START THE INPUT
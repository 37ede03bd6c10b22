//! Parameter binders.
//!
//! A binder turns the parsed request into one typed handler argument. Which
//! binder a parameter uses is fixed when the operation is registered, so
//! per-request binding is a direct call with no type inspection.
//!
//! | Constructor | Argument type | Reads |
//! |-------------|---------------|-------|
//! | [`body::<T>()`](body) | `T: DeserializeOwned` | the whole body |
//! | [`field::<T>(name)`](field) | `T: FromStr` | one named value |
//! | [`optional_field::<T>(name)`](optional_field) | `Option<T>` | one named value, if present |
//! | [`files()`](files) | `Vec<Part>` | multipart file parts |
//! | [`session()`](session) | `Option<Session>` | the request session |
//! | [`content()`](content) | [`Content`] | the parsed content as-is |
//! | [`request_info()`](request_info) | [`RequestInfo`] | normalized request metadata |

use super::{Body, Content, RequestContext};
use crate::error::{codes, MessageError};
use crate::ids::RequestId;
use crate::normalize::ContentType;
use crate::security::Session;
use crate::server::Part;
use http::Method;
use serde::de::DeserializeOwned;
use std::any::type_name;
use std::fmt;
use std::marker::PhantomData;
use std::str::FromStr;

/// Where a bound parameter comes from.
#[derive(Debug, Clone, PartialEq, Eq)]
pub enum ParamSource {
    Body,
    Field(String),
    OptionalField(String),
    Files,
    Session,
    Content,
    RequestInfo,
}

/// Declared parameter: its source and Rust type.
#[derive(Debug, Clone, PartialEq, Eq)]
pub struct ParamDescriptor {
    pub source: ParamSource,
    pub type_name: &'static str,
}

impl ParamDescriptor {
    fn of<T>(source: ParamSource) -> Self {
        Self {
            source,
            type_name: type_name::<T>(),
        }
    }
}

impl fmt::Display for ParamDescriptor {
    fn fmt(&self, f: &mut fmt::Formatter<'_>) -> fmt::Result {
        match &self.source {
            ParamSource::Body => write!(f, "body: {}", self.type_name),
            ParamSource::Field(name) => write!(f, "{name}: {}", self.type_name),
            ParamSource::OptionalField(name) => write!(f, "{name}?: {}", self.type_name),
            ParamSource::Files => f.write_str("files"),
            ParamSource::Session => f.write_str("session"),
            ParamSource::Content => f.write_str("content"),
            ParamSource::RequestInfo => f.write_str("request"),
        }
    }
}

/// Extracts one typed argument from a request.
pub trait Binder: Send + Sync + 'static {
    type Output: Send + 'static;

    fn descriptor(&self) -> ParamDescriptor;

    fn bind(&self, ctx: &RequestContext<'_>) -> Result<Self::Output, MessageError>;
}

pub struct BodyBinder<T>(PhantomData<fn() -> T>);

/// Deserialize the whole request body into `T`.
///
/// Text bodies are first offered to `T` as a JSON string, then parsed as JSON
/// text, so both `String` and structured models can be read from
/// `text/plain`.
#[must_use]
pub fn body<T>() -> BodyBinder<T>
where
    T: DeserializeOwned + Send + 'static,
{
    BodyBinder(PhantomData)
}

impl<T> Binder for BodyBinder<T>
where
    T: DeserializeOwned + Send + 'static,
{
    type Output = T;

    fn descriptor(&self) -> ParamDescriptor {
        ParamDescriptor::of::<T>(ParamSource::Body)
    }

    fn bind(&self, ctx: &RequestContext<'_>) -> Result<T, MessageError> {
        let result = match &ctx.content.body {
            Body::Text(text) => serde_json::from_value(serde_json::Value::String(text.clone()))
                .or_else(|_| serde_json::from_str(text)),
            _ => serde_json::from_value(ctx.content.body_value()),
        };
        result.map_err(|e| {
            MessageError::coded(codes::BODY_INVALID, [type_name::<T>().to_string(), e.to_string()])
        })
    }
}

pub struct FieldBinder<T> {
    name: String,
    _value: PhantomData<fn() -> T>,
}

/// Read the named value and parse it with `FromStr`.
#[must_use]
pub fn field<T>(name: impl Into<String>) -> FieldBinder<T>
where
    T: FromStr + Send + 'static,
    T::Err: fmt::Display,
{
    FieldBinder {
        name: name.into(),
        _value: PhantomData,
    }
}

fn parse_field<T>(name: &str, raw: &str) -> Result<T, MessageError>
where
    T: FromStr,
    T::Err: fmt::Display,
{
    raw.parse::<T>().map_err(|e| {
        MessageError::coded(codes::PARAMETER_INVALID, [name, raw, type_name::<T>()])
            .with_message(format!("invalid value for {name}: {e}"))
    })
}

impl<T> Binder for FieldBinder<T>
where
    T: FromStr + Send + 'static,
    T::Err: fmt::Display,
{
    type Output = T;

    fn descriptor(&self) -> ParamDescriptor {
        ParamDescriptor::of::<T>(ParamSource::Field(self.name.clone()))
    }

    fn bind(&self, ctx: &RequestContext<'_>) -> Result<T, MessageError> {
        let raw = ctx
            .content
            .field(&self.name)
            .ok_or_else(|| MessageError::coded(codes::PARAMETER_MISSING, [&self.name]))?;
        parse_field(&self.name, &raw)
    }
}

pub struct OptionalFieldBinder<T> {
    name: String,
    _value: PhantomData<fn() -> T>,
}

/// Like [`field`], but an absent value binds as `None`. A present value that
/// does not parse is still an error.
#[must_use]
pub fn optional_field<T>(name: impl Into<String>) -> OptionalFieldBinder<T>
where
    T: FromStr + Send + 'static,
    T::Err: fmt::Display,
{
    OptionalFieldBinder {
        name: name.into(),
        _value: PhantomData,
    }
}

impl<T> Binder for OptionalFieldBinder<T>
where
    T: FromStr + Send + 'static,
    T::Err: fmt::Display,
{
    type Output = Option<T>;

    fn descriptor(&self) -> ParamDescriptor {
        ParamDescriptor::of::<T>(ParamSource::OptionalField(self.name.clone()))
    }

    fn bind(&self, ctx: &RequestContext<'_>) -> Result<Option<T>, MessageError> {
        ctx.content
            .field(&self.name)
            .map(|raw| parse_field(&self.name, &raw))
            .transpose()
    }
}

pub struct FilesBinder;

/// Multipart file parts, in request order.
#[must_use]
pub fn files() -> FilesBinder {
    FilesBinder
}

impl Binder for FilesBinder {
    type Output = Vec<Part>;

    fn descriptor(&self) -> ParamDescriptor {
        ParamDescriptor::of::<Vec<Part>>(ParamSource::Files)
    }

    fn bind(&self, ctx: &RequestContext<'_>) -> Result<Vec<Part>, MessageError> {
        Ok(ctx.content.files().to_vec())
    }
}

pub struct SessionBinder;

/// The request's session, if the host resolved one.
#[must_use]
pub fn session() -> SessionBinder {
    SessionBinder
}

impl Binder for SessionBinder {
    type Output = Option<Session>;

    fn descriptor(&self) -> ParamDescriptor {
        ParamDescriptor::of::<Option<Session>>(ParamSource::Session)
    }

    fn bind(&self, ctx: &RequestContext<'_>) -> Result<Option<Session>, MessageError> {
        Ok(ctx.session.cloned())
    }
}

pub struct ContentBinder;

/// The parsed content, for handlers that inspect it themselves.
#[must_use]
pub fn content() -> ContentBinder {
    ContentBinder
}

impl Binder for ContentBinder {
    type Output = Content;

    fn descriptor(&self) -> ParamDescriptor {
        ParamDescriptor::of::<Content>(ParamSource::Content)
    }

    fn bind(&self, ctx: &RequestContext<'_>) -> Result<Content, MessageError> {
        Ok(ctx.content.clone())
    }
}

/// Normalized metadata of the request being dispatched.
#[derive(Debug, Clone, PartialEq, Eq)]
pub struct RequestInfo {
    pub request_id: RequestId,
    pub path: String,
    pub method: Method,
    pub content_type: ContentType,
    pub headers: Vec<(String, String)>,
}

impl RequestInfo {
    /// Get a header by name (case-insensitive)
    #[must_use]
    pub fn header(&self, name: &str) -> Option<&str> {
        self.headers
            .iter()
            .find(|(k, _)| k.eq_ignore_ascii_case(name))
            .map(|(_, v)| v.as_str())
    }
}

pub struct RequestInfoBinder;

#[must_use]
pub fn request_info() -> RequestInfoBinder {
    RequestInfoBinder
}

impl Binder for RequestInfoBinder {
    type Output = RequestInfo;

    fn descriptor(&self) -> ParamDescriptor {
        ParamDescriptor::of::<RequestInfo>(ParamSource::RequestInfo)
    }

    fn bind(&self, ctx: &RequestContext<'_>) -> Result<RequestInfo, MessageError> {
        Ok(RequestInfo {
            request_id: ctx.request_id,
            path: ctx.path.clone(),
            method: ctx.method.clone(),
            content_type: ctx.content.content_type,
            headers: ctx
                .headers
                .iter()
                .map(|(k, v)| (k.to_string(), v.clone()))
                .collect(),
        })
    }
}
END THE INPUT
**PROBLEM REQUIREMENTS**
Please give back only the lines between the first line of the entries and the line with "whole body |", both ends included, word for word.

**RESULT FOR THIS EXERCISE**
repository 37ede03bd6c10b22
//! Parameter binders.
//!
//! A binder turns the parsed request into one typed handler argument. Which
//! binder a parameter uses is fixed when the operation is registered, so
//! per-request binding is a direct call with no type inspection.
//!
//! | Constructor | Argument type | Reads |
//! |-------------|---------------|-------|
//! | [`body::<T>()`](body) | `T: DeserializeOwned` | the whole body |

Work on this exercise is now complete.